== Segment start ==

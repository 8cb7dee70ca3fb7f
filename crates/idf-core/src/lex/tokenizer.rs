// Dweve IDF - Input Data File toolkit
//
// Copyright (c) 2025 Dweve IP B.V. and individual contributors.
//
// SPDX-License-Identifier: Apache-2.0
//
// Licensed under the Apache License, Version 2.0 (the "License");
// you may not use this file except in compliance with the License.
// You may obtain a copy of the License in the LICENSE file at the
// root of this repository or at: http://www.apache.org/licenses/LICENSE-2.0
//
// Unless required by applicable law or agreed to in writing, software
// distributed under the License is distributed on an "AS IS" BASIS,
// WITHOUT WARRANTIES OR CONDITIONS OF ANY KIND, either express or implied.
// See the License for the specific language governing permissions and
// limitations under the License.

//! Tokenizer for legacy positional IDF text.
//!
//! The tokenizer classifies the next lexical unit and scans string and
//! number values on demand. It never allocates tokens up front: the decoder
//! drives it with [`Tokenizer::look_ahead`] and consumes values with
//! [`Tokenizer::parse_string`] / [`Tokenizer::parse_number`].
//!
//! # Examples
//!
//! ```
//! use idf_core::lex::{Number, Token, Tokenizer};
//!
//! let mut tok = Tokenizer::new("Timestep, 4;");
//! assert_eq!(tok.look_ahead(), Token::String);
//! assert_eq!(tok.parse_string().unwrap(), "Timestep");
//! assert_eq!(tok.next_token(), Token::Comma);
//! assert_eq!(tok.parse_number().unwrap(), Number::Integer(4));
//! assert_eq!(tok.next_token(), Token::Semicolon);
//! assert_eq!(tok.next_token(), Token::End);
//! ```

use super::{LexError, SourcePos};

/// Punctuation accepted as the first character of a string token.
const STRING_PUNCTUATION: &[u8] = b"-:.#/\\[]{}_@$%^&*()|+=<>?'\"~";

/// Characters that start a number token.
const NUMBER_START: &[u8] = b".-+0123456789";

/// Classification of the next lexical unit.
#[derive(Debug, Clone, Copy, PartialEq, Eq, Hash)]
pub enum Token {
    /// Invalid character; the enclosing parse must fail.
    None,
    /// End of input.
    End,
    /// `!` comment start.
    Exclamation,
    /// `,` field delimiter.
    Comma,
    /// `;` statement terminator.
    Semicolon,
    /// Start of a string value.
    String,
    /// Start of a numeric value.
    Number,
}

/// A scanned numeric value.
#[derive(Debug, Clone, Copy, PartialEq)]
pub enum Number {
    Integer(i64),
    Real(f64),
}

/// Classify a byte as the first character of a token.
pub fn classify(byte: u8) -> Token {
    match byte {
        b'!' => Token::Exclamation,
        b',' => Token::Comma,
        b';' => Token::Semicolon,
        b if NUMBER_START.contains(&b) => Token::Number,
        b if b.is_ascii_alphanumeric() || STRING_PUNCTUATION.contains(&b) => Token::String,
        _ => Token::None,
    }
}

/// Cursor over legacy IDF text with line/column tracking.
///
/// Cloning a tokenizer is cheap (a slice and three counters), which is how
/// [`look_ahead`](Self::look_ahead) peeks without disturbing the position.
#[derive(Debug, Clone)]
pub struct Tokenizer<'a> {
    text: &'a str,
    index: usize,
    line: usize,
    line_start: usize,
}

impl<'a> Tokenizer<'a> {
    /// Create a tokenizer positioned at the start of `text`.
    pub fn new(text: &'a str) -> Self {
        Self {
            text,
            index: 0,
            line: 1,
            line_start: 0,
        }
    }

    /// Current position (1-based line and column).
    pub fn position(&self) -> SourcePos {
        SourcePos::new(self.line, self.index - self.line_start + 1)
    }

    /// Byte offset into the input.
    pub fn offset(&self) -> usize {
        self.index
    }

    /// Text of the line the cursor is on, without the trailing newline.
    pub fn current_line(&self) -> &'a str {
        let rest = &self.text[self.line_start..];
        match rest.find('\n') {
            Some(end) => rest[..end].trim_end_matches('\r'),
            None => rest,
        }
    }

    #[inline]
    fn peek(&self) -> Option<u8> {
        self.text.as_bytes().get(self.index).copied()
    }

    /// Advance one byte, keeping the line counters in sync.
    #[inline]
    fn bump(&mut self) -> Option<u8> {
        let byte = self.peek()?;
        self.index += 1;
        if byte == b'\n' {
            self.line += 1;
            self.line_start = self.index;
        }
        Some(byte)
    }

    /// Skip spaces, tabs, carriage returns and newlines.
    pub fn eat_whitespace(&mut self) {
        while let Some(b' ' | b'\t' | b'\r' | b'\n') = self.peek() {
            self.bump();
        }
    }

    /// Consume everything up to and including the end of the current line.
    pub fn eat_comment(&mut self) {
        while let Some(byte) = self.bump() {
            if byte == b'\n' {
                break;
            }
        }
    }

    /// Classify and consume the next token.
    ///
    /// Delimiters and the comment marker are consumed along with their one
    /// character; string and number starts are consumed too, so callers that
    /// want the value must scan it before calling `next_token`. An invalid
    /// character is left in place.
    pub fn next_token(&mut self) -> Token {
        self.eat_whitespace();
        let Some(byte) = self.peek() else {
            return Token::End;
        };
        let token = classify(byte);
        if token != Token::None {
            self.bump();
        }
        token
    }

    /// Peek at the next token without moving the cursor or line counters.
    pub fn look_ahead(&self) -> Token {
        self.clone().next_token()
    }

    /// Build the error for an invalid character at the cursor.
    pub fn invalid_character(&self) -> LexError {
        let mut probe = self.clone();
        probe.eat_whitespace();
        match probe.text[probe.index..].chars().next() {
            Some(found) => LexError::InvalidCharacter {
                found,
                pos: probe.position(),
            },
            None => LexError::UnexpectedEnd {
                pos: probe.position(),
            },
        }
    }

    /// Skip to just past the next `;`, or to the end of input.
    ///
    /// Comments are honoured, so a `;` inside a comment does not end the
    /// statement.
    pub fn skip_statement(&mut self) {
        loop {
            match self.next_token() {
                Token::Semicolon | Token::End => break,
                Token::Exclamation => self.eat_comment(),
                Token::None => {
                    let width = self.text[self.index..]
                        .chars()
                        .next()
                        .map_or(1, char::len_utf8);
                    self.index += width;
                }
                _ => {}
            }
        }
    }

    /// Scan a string value up to the next `,`, `;` or `!`.
    ///
    /// Leading whitespace is skipped and trailing whitespace trimmed. The
    /// escapes `\"`, `\\`, `\/`, `\b` and `\t` are decoded; `\n` and `\r`
    /// are rejected; any other escape is kept verbatim.
    pub fn parse_string(&mut self) -> Result<String, LexError> {
        self.eat_whitespace();
        let pos = self.position();
        let mut buf: Vec<u8> = Vec::new();

        while let Some(byte) = self.peek() {
            match byte {
                b',' | b';' | b'!' => break,
                b'\\' => {
                    self.bump();
                    let Some(next) = self.bump() else {
                        return Err(LexError::IncompleteString {
                            text: String::from_utf8_lossy(&buf).into_owned(),
                            pos,
                        });
                    };
                    match next {
                        b'"' => buf.push(b'"'),
                        b'\\' => buf.push(b'\\'),
                        b'/' => buf.push(b'/'),
                        b'b' => buf.push(0x08),
                        b't' => buf.push(b'\t'),
                        b'n' | b'r' => {
                            return Err(LexError::IncompleteString {
                                text: String::from_utf8_lossy(&buf).into_owned(),
                                pos,
                            });
                        }
                        other => {
                            buf.push(b'\\');
                            buf.push(other);
                        }
                    }
                }
                _ => {
                    buf.push(byte);
                    self.bump();
                }
            }
        }

        Ok(String::from_utf8_lossy(&buf).trim_end().to_string())
    }

    /// Scan a numeric value.
    ///
    /// Accepts one leading sign, at most one decimal point and at most one
    /// exponent marker with its own optional sign. The number must be
    /// followed (after whitespace) by `,` or `;`. On failure the cursor is
    /// left untouched so the caller can re-scan the field as a string.
    pub fn parse_number(&mut self) -> Result<Number, LexError> {
        let source: &'a str = self.text;
        let mut probe = self.clone();
        probe.eat_whitespace();
        let pos = probe.position();
        let start = probe.index;

        let mut seen_dot = false;
        let mut seen_exp = false;
        let mut prev: Option<u8> = None;
        let mut valid = true;

        while let Some(byte) = probe.peek() {
            match byte {
                b'0'..=b'9' => {}
                b'.' => {
                    if seen_dot || seen_exp {
                        valid = false;
                    }
                    seen_dot = true;
                }
                b'-' | b'+' => {
                    if probe.index != start && !matches!(prev, Some(b'e' | b'E')) {
                        valid = false;
                    }
                }
                b'e' | b'E' => {
                    if seen_exp || probe.index == start {
                        valid = false;
                    }
                    seen_exp = true;
                }
                _ => break,
            }
            prev = Some(byte);
            probe.bump();
        }

        let text = &source[start..probe.index];
        let malformed = || LexError::MalformedNumber {
            text: text.to_string(),
            pos,
        };

        if !valid || matches!(prev, None | Some(b'e' | b'E' | b'+' | b'-')) {
            return Err(malformed());
        }
        if !matches!(probe.look_ahead(), Token::Comma | Token::Semicolon) {
            return Err(malformed());
        }

        // Overflow to infinity has no legacy or JSON spelling.
        let real = || match text.parse::<f64>() {
            Ok(value) if value.is_finite() => Ok(Number::Real(value)),
            _ => Err(malformed()),
        };
        let number = if seen_dot || seen_exp {
            real()?
        } else {
            match text.parse::<i64>() {
                Ok(value) => Number::Integer(value),
                Err(_) => real()?,
            }
        };

        *self = probe;
        Ok(number)
    }
}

== Segment end ==

- _WORK TASK_
Within the entries above, count each line holding the string "Some". Give only the result.

- _ANSWER_
12